══ The data

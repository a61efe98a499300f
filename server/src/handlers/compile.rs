use crate::config::ExecutionSettings;
use crate::error::CompileError;
use actix_web::{web, HttpResponse};
use collab_system::{is_empty_submission, Language};
use serde::{Deserialize, Serialize};

pub fn configure_compile_handlers(cfg: &mut web::ServiceConfig) {
    for path in &["/compile", "/api/compile"] {
        cfg.service(
            web::resource(*path)
                .app_data(json_config())
                .route(web::post().to(compile)),
        );
    }
}

fn json_config() -> web::JsonConfig {
    web::JsonConfig::default()
        .error_handler(|err, _req| CompileError::Unreadable(err.to_string()).into())
}

#[derive(Debug, Deserialize)]
pub struct CompileRequest {
    code: Option<String>,
    language: Option<String>,
}

#[derive(Debug, Serialize)]
struct CompileResponse {
    output: String,
}

/// One-shot execution, not tied to the shared session.
async fn compile(
    body: web::Json<CompileRequest>,
    settings: web::Data<ExecutionSettings>,
) -> Result<HttpResponse, CompileError> {
    let (code, language) = match body.into_inner() {
        CompileRequest {
            code: Some(code),
            language: Some(language),
        } if !language.is_empty() => (code, language),
        _ => return Err(CompileError::MissingFields),
    };
    let language = language.parse::<Language>()?;
    if is_empty_submission(&code) {
        return Err(CompileError::EmptySubmission);
    }

    tokio::time::delay_for(settings.delay).await;
    let output = language.simulate(&code);
    log::debug!("simulated {} run: {:?}", language, output);

    Ok(HttpResponse::Ok().json(CompileResponse { output }))
}

#[cfg(test)]
mod tests {
    use super::*;
    use actix_web::http::StatusCode;
    use actix_web::{test, App};
    use collab_system::serde_json::{json, Value};
    use std::time::Duration;

    async fn post(body: Value) -> (StatusCode, Value) {
        let mut app = test::init_service(
            App::new()
                .data(ExecutionSettings {
                    delay: Duration::from_millis(0),
                })
                .configure(configure_compile_handlers),
        )
        .await;
        let req = test::TestRequest::post()
            .uri("/compile")
            .set_json(&body)
            .to_request();
        let resp = test::call_service(&mut app, req).await;
        let status = resp.status();
        (status, test::read_body_json(resp).await)
    }

    #[actix_rt::test]
    async fn it_echoes_console_log() {
        let (status, body) = post(json!({
            "code": "console.log('hi')",
            "language": "javascript"
        }))
        .await;
        assert_eq!(status, StatusCode::OK);
        assert_eq!(body, json!({ "output": "hi" }));
    }

    #[actix_rt::test]
    async fn it_rejects_empty_submission() {
        let (status, body) = post(json!({ "code": "", "language": "javascript" })).await;
        assert_eq!(status, StatusCode::BAD_REQUEST);
        assert_eq!(body, json!({ "error": "Empty code submission" }));

        let (status, body) = post(json!({ "code": "  \n\t ", "language": "python" })).await;
        assert_eq!(status, StatusCode::BAD_REQUEST);
        assert_eq!(body, json!({ "error": "Empty code submission" }));
    }

    #[actix_rt::test]
    async fn it_requires_code_and_language() {
        let (status, body) = post(json!({ "code": "print(1)" })).await;
        assert_eq!(status, StatusCode::BAD_REQUEST);
        assert_eq!(body, json!({ "error": "Code and language are required" }));

        let (status, _) = post(json!({ "code": null, "language": "python" })).await;
        assert_eq!(status, StatusCode::BAD_REQUEST);
    }

    #[actix_rt::test]
    async fn it_rejects_unsupported_language() {
        let (status, body) = post(json!({ "code": "puts 1", "language": "ruby" })).await;
        assert_eq!(status, StatusCode::BAD_REQUEST);
        assert_eq!(body, json!({ "error": "Language 'ruby' is not supported" }));
    }

    #[actix_rt::test]
    async fn it_answers_500_for_unreadable_body() {
        let (status, body) = post(json!({ "code": 42, "language": "python" })).await;
        assert_eq!(status, StatusCode::INTERNAL_SERVER_ERROR);
        assert_eq!(body, json!({ "error": "Failed to process code" }));
    }

    #[actix_rt::test]
    async fn it_serves_the_api_alias() {
        let mut app = test::init_service(
            App::new()
                .data(ExecutionSettings {
                    delay: Duration::from_millis(0),
                })
                .configure(configure_compile_handlers),
        )
        .await;
        let req = test::TestRequest::post()
            .uri("/api/compile")
            .set_json(&json!({ "code": "int main() {}", "language": "cpp" }))
            .to_request();
        let body: Value = test::read_response_json(&mut app, req).await;
        assert_eq!(
            body,
            json!({ "output": "C++ code compiled and executed successfully." })
        );
    }
}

════

▶ **What you need to do**
Could you copy the listing above word for word?

▶ **Response to the task**
repository a61efe98a499300f
filename server/src/handlers/compile.rs
use crate::config::ExecutionSettings;
use crate::error::CompileError;
use actix_web::{web, HttpResponse};
use collab_system::{is_empty_submission, Language};
use serde::{Deserialize, Serialize};

pub fn configure_compile_handlers(cfg: &mut web::ServiceConfig) {
    for path in &["/compile", "/api/compile"] {
        cfg.service(
            web::resource(*path)
                .app_data(json_config())
                .route(web::post().to(compile)),
        );
    }
}

fn json_config() -> web::JsonConfig {
    web::JsonConfig::default()
        .error_handler(|err, _req| CompileError::Unreadable(err.to_string()).into())
}

#[derive(Debug, Deserialize)]
pub struct CompileRequest {
    code: Option<String>,
    language: Option<String>,
}

#[derive(Debug, Serialize)]
struct CompileResponse {
    output: String,
}

/// One-shot execution, not tied to the shared session.
async fn compile(
    body: web::Json<CompileRequest>,
    settings: web::Data<ExecutionSettings>,
) -> Result<HttpResponse, CompileError> {
    let (code, language) = match body.into_inner() {
        CompileRequest {
            code: Some(code),
            language: Some(language),
        } if !language.is_empty() => (code, language),
        _ => return Err(CompileError::MissingFields),
    };
    let language = language.parse::<Language>()?;
    if is_empty_submission(&code) {
        return Err(CompileError::EmptySubmission);
    }

    tokio::time::delay_for(settings.delay).await;
    let output = language.simulate(&code);
    log::debug!("simulated {} run: {:?}", language, output);

    Ok(HttpResponse::Ok().json(CompileResponse { output }))
}

#[cfg(test)]
mod tests {
    use super::*;
    use actix_web::http::StatusCode;
    use actix_web::{test, App};
    use collab_system::serde_json::{json, Value};
    use std::time::Duration;

    async fn post(body: Value) -> (StatusCode, Value) {
        let mut app = test::init_service(
            App::new()
                .data(ExecutionSettings {
                    delay: Duration::from_millis(0),
                })
                .configure(configure_compile_handlers),
        )
        .await;
        let req = test::TestRequest::post()
            .uri("/compile")
            .set_json(&body)
            .to_request();
        let resp = test::call_service(&mut app, req).await;
        let status = resp.status();
        (status, test::read_body_json(resp).await)
    }

    #[actix_rt::test]
    async fn it_echoes_console_log() {
        let (status, body) = post(json!({
            "code": "console.log('hi')",
            "language": "javascript"
        }))
        .await;
        assert_eq!(status, StatusCode::OK);
        assert_eq!(body, json!({ "output": "hi" }));
    }

    #[actix_rt::test]
    async fn it_rejects_empty_submission() {
        let (status, body) = post(json!({ "code": "", "language": "javascript" })).await;
        assert_eq!(status, StatusCode::BAD_REQUEST);
        assert_eq!(body, json!({ "error": "Empty code submission" }));

        let (status, body) = post(json!({ "code": "  \n\t ", "language": "python" })).await;
        assert_eq!(status, StatusCode::BAD_REQUEST);
        assert_eq!(body, json!({ "error": "Empty code submission" }));
    }

    #[actix_rt::test]
    async fn it_requires_code_and_language() {
        let (status, body) = post(json!({ "code": "print(1)" })).await;
        assert_eq!(status, StatusCode::BAD_REQUEST);
        assert_eq!(body, json!({ "error": "Code and language are required" }));

        let (status, _) = post(json!({ "code": null, "language": "python" })).await;
        assert_eq!(status, StatusCode::BAD_REQUEST);
    }

    #[actix_rt::test]
    async fn it_rejects_unsupported_language() {
        let (status, body) = post(json!({ "code": "puts 1", "language": "ruby" })).await;
        assert_eq!(status, StatusCode::BAD_REQUEST);
        assert_eq!(body, json!({ "error": "Language 'ruby' is not supported" }));
    }

    #[actix_rt::test]
    async fn it_answers_500_for_unreadable_body() {
        let (status, body) = post(json!({ "code": 42, "language": "python" })).await;
        assert_eq!(status, StatusCode::INTERNAL_SERVER_ERROR);
        assert_eq!(body, json!({ "error": "Failed to process code" }));
    }

    #[actix_rt::test]
    async fn it_serves_the_api_alias() {
        let mut app = test::init_service(
            App::new()
                .data(ExecutionSettings {
                    delay: Duration::from_millis(0),
                })
                .configure(configure_compile_handlers),
        )
        .await;
        let req = test::TestRequest::post()
            .uri("/api/compile")
            .set_json(&json!({ "code": "int main() {}", "language": "cpp" }))
            .to_request();
        let body: Value = test::read_response_json(&mut app, req).await;
        assert_eq!(
            body,
            json!({ "output": "C++ code compiled and executed successfully." })
        );
    }
}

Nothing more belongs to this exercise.